> **Activity**
Repeat the whole of the data, keeping every detail the same.

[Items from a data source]
┌──

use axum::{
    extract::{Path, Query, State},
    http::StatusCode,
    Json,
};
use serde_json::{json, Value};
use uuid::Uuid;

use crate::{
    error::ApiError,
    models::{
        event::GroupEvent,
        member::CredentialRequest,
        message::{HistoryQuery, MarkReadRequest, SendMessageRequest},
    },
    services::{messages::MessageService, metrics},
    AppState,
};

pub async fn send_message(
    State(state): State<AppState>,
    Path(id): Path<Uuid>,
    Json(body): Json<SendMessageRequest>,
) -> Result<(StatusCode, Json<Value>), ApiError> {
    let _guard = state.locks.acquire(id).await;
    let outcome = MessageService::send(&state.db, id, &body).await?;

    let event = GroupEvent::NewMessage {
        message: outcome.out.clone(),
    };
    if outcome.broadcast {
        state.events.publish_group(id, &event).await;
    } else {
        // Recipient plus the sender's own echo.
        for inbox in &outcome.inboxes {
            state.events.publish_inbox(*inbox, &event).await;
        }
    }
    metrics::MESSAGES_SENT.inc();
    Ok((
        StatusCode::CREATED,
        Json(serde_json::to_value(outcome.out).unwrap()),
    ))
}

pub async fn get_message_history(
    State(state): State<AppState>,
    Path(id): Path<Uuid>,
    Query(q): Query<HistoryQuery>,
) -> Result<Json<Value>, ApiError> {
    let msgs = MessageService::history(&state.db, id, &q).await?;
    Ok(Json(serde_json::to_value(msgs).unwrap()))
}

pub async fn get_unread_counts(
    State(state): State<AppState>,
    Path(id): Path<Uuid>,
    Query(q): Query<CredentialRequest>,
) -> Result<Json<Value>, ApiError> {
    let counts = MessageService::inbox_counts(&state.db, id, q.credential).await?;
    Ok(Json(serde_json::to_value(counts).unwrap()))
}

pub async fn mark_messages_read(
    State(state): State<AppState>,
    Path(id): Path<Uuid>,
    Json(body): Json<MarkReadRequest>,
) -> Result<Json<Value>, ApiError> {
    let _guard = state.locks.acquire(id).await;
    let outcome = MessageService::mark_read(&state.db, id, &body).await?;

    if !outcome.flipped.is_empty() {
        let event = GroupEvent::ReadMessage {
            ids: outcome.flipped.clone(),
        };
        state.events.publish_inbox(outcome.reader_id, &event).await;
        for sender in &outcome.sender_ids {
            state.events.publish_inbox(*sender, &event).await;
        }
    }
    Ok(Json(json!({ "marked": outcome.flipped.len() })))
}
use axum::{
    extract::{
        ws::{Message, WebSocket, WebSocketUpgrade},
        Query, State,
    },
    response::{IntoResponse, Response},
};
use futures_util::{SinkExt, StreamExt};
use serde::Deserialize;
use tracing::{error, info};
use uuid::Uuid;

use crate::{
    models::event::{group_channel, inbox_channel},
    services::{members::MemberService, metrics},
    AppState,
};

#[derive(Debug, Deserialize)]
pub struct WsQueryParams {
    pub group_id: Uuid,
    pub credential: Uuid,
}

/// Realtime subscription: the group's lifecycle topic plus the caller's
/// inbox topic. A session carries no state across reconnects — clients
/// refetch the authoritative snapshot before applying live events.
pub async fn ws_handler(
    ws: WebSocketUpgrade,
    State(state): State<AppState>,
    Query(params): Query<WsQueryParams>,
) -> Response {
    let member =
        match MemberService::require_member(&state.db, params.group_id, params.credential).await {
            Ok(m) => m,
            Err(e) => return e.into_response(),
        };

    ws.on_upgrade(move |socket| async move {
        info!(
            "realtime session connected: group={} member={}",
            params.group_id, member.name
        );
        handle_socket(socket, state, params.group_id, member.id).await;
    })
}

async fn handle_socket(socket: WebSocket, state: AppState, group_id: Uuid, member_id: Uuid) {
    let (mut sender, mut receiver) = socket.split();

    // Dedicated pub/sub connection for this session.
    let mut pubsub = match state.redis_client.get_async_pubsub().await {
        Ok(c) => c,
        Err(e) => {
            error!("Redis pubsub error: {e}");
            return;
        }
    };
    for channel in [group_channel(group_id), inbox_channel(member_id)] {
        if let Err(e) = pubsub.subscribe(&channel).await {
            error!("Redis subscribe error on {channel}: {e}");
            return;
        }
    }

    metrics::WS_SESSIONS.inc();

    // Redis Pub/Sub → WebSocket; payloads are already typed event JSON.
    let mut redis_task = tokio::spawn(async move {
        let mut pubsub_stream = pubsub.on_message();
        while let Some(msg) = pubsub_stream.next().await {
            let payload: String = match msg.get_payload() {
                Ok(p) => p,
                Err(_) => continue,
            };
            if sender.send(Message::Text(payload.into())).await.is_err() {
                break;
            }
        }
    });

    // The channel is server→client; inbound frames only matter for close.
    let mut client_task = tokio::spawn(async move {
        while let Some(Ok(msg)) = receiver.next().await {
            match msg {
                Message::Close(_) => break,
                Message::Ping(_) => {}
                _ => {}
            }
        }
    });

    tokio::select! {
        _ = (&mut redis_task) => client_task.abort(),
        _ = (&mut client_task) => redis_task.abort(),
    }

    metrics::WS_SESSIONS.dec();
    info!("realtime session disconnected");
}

└──

> **Output of the task**
use axum::{
    extract::{Path, Query, State},
    http::StatusCode,
    Json,
};
use serde_json::{json, Value};
use uuid::Uuid;

use crate::{
    error::ApiError,
    models::{
        event::GroupEvent,
        member::CredentialRequest,
        message::{HistoryQuery, MarkReadRequest, SendMessageRequest},
    },
    services::{messages::MessageService, metrics},
    AppState,
};

pub async fn send_message(
    State(state): State<AppState>,
    Path(id): Path<Uuid>,
    Json(body): Json<SendMessageRequest>,
) -> Result<(StatusCode, Json<Value>), ApiError> {
    let _guard = state.locks.acquire(id).await;
    let outcome = MessageService::send(&state.db, id, &body).await?;

    let event = GroupEvent::NewMessage {
        message: outcome.out.clone(),
    };
    if outcome.broadcast {
        state.events.publish_group(id, &event).await;
    } else {
        // Recipient plus the sender's own echo.
        for inbox in &outcome.inboxes {
            state.events.publish_inbox(*inbox, &event).await;
        }
    }
    metrics::MESSAGES_SENT.inc();
    Ok((
        StatusCode::CREATED,
        Json(serde_json::to_value(outcome.out).unwrap()),
    ))
}

pub async fn get_message_history(
    State(state): State<AppState>,
    Path(id): Path<Uuid>,
    Query(q): Query<HistoryQuery>,
) -> Result<Json<Value>, ApiError> {
    let msgs = MessageService::history(&state.db, id, &q).await?;
    Ok(Json(serde_json::to_value(msgs).unwrap()))
}

pub async fn get_unread_counts(
    State(state): State<AppState>,
    Path(id): Path<Uuid>,
    Query(q): Query<CredentialRequest>,
) -> Result<Json<Value>, ApiError> {
    let counts = MessageService::inbox_counts(&state.db, id, q.credential).await?;
    Ok(Json(serde_json::to_value(counts).unwrap()))
}

pub async fn mark_messages_read(
    State(state): State<AppState>,
    Path(id): Path<Uuid>,
    Json(body): Json<MarkReadRequest>,
) -> Result<Json<Value>, ApiError> {
    let _guard = state.locks.acquire(id).await;
    let outcome = MessageService::mark_read(&state.db, id, &body).await?;

    if !outcome.flipped.is_empty() {
        let event = GroupEvent::ReadMessage {
            ids: outcome.flipped.clone(),
        };
        state.events.publish_inbox(outcome.reader_id, &event).await;
        for sender in &outcome.sender_ids {
            state.events.publish_inbox(*sender, &event).await;
        }
    }
    Ok(Json(json!({ "marked": outcome.flipped.len() })))
}
use axum::{
    extract::{
        ws::{Message, WebSocket, WebSocketUpgrade},
        Query, State,
    },
    response::{IntoResponse, Response},
};
use futures_util::{SinkExt, StreamExt};
use serde::Deserialize;
use tracing::{error, info};
use uuid::Uuid;

use crate::{
    models::event::{group_channel, inbox_channel},
    services::{members::MemberService, metrics},
    AppState,
};

#[derive(Debug, Deserialize)]
pub struct WsQueryParams {
    pub group_id: Uuid,
    pub credential: Uuid,
}

/// Realtime subscription: the group's lifecycle topic plus the caller's
/// inbox topic. A session carries no state across reconnects — clients
/// refetch the authoritative snapshot before applying live events.
pub async fn ws_handler(
    ws: WebSocketUpgrade,
    State(state): State<AppState>,
    Query(params): Query<WsQueryParams>,
) -> Response {
    let member =
        match MemberService::require_member(&state.db, params.group_id, params.credential).await {
            Ok(m) => m,
            Err(e) => return e.into_response(),
        };

    ws.on_upgrade(move |socket| async move {
        info!(
            "realtime session connected: group={} member={}",
            params.group_id, member.name
        );
        handle_socket(socket, state, params.group_id, member.id).await;
    })
}

async fn handle_socket(socket: WebSocket, state: AppState, group_id: Uuid, member_id: Uuid) {
    let (mut sender, mut receiver) = socket.split();

    // Dedicated pub/sub connection for this session.
    let mut pubsub = match state.redis_client.get_async_pubsub().await {
        Ok(c) => c,
        Err(e) => {
            error!("Redis pubsub error: {e}");
            return;
        }
    };
    for channel in [group_channel(group_id), inbox_channel(member_id)] {
        if let Err(e) = pubsub.subscribe(&channel).await {
            error!("Redis subscribe error on {channel}: {e}");
            return;
        }
    }

    metrics::WS_SESSIONS.inc();

    // Redis Pub/Sub → WebSocket; payloads are already typed event JSON.
    let mut redis_task = tokio::spawn(async move {
        let mut pubsub_stream = pubsub.on_message();
        while let Some(msg) = pubsub_stream.next().await {
            let payload: String = match msg.get_payload() {
                Ok(p) => p,
                Err(_) => continue,
            };
            if sender.send(Message::Text(payload.into())).await.is_err() {
                break;
            }
        }
    });

    // The channel is server→client; inbound frames only matter for close.
    let mut client_task = tokio::spawn(async move {
        while let Some(Ok(msg)) = receiver.next().await {
            match msg {
                Message::Close(_) => break,
                Message::Ping(_) => {}
                _ => {}
            }
        }
    });

    tokio::select! {
        _ = (&mut redis_task) => client_task.abort(),
        _ = (&mut client_task) => redis_task.abort(),
    }

    metrics::WS_SESSIONS.dec();
    info!("realtime session disconnected");
}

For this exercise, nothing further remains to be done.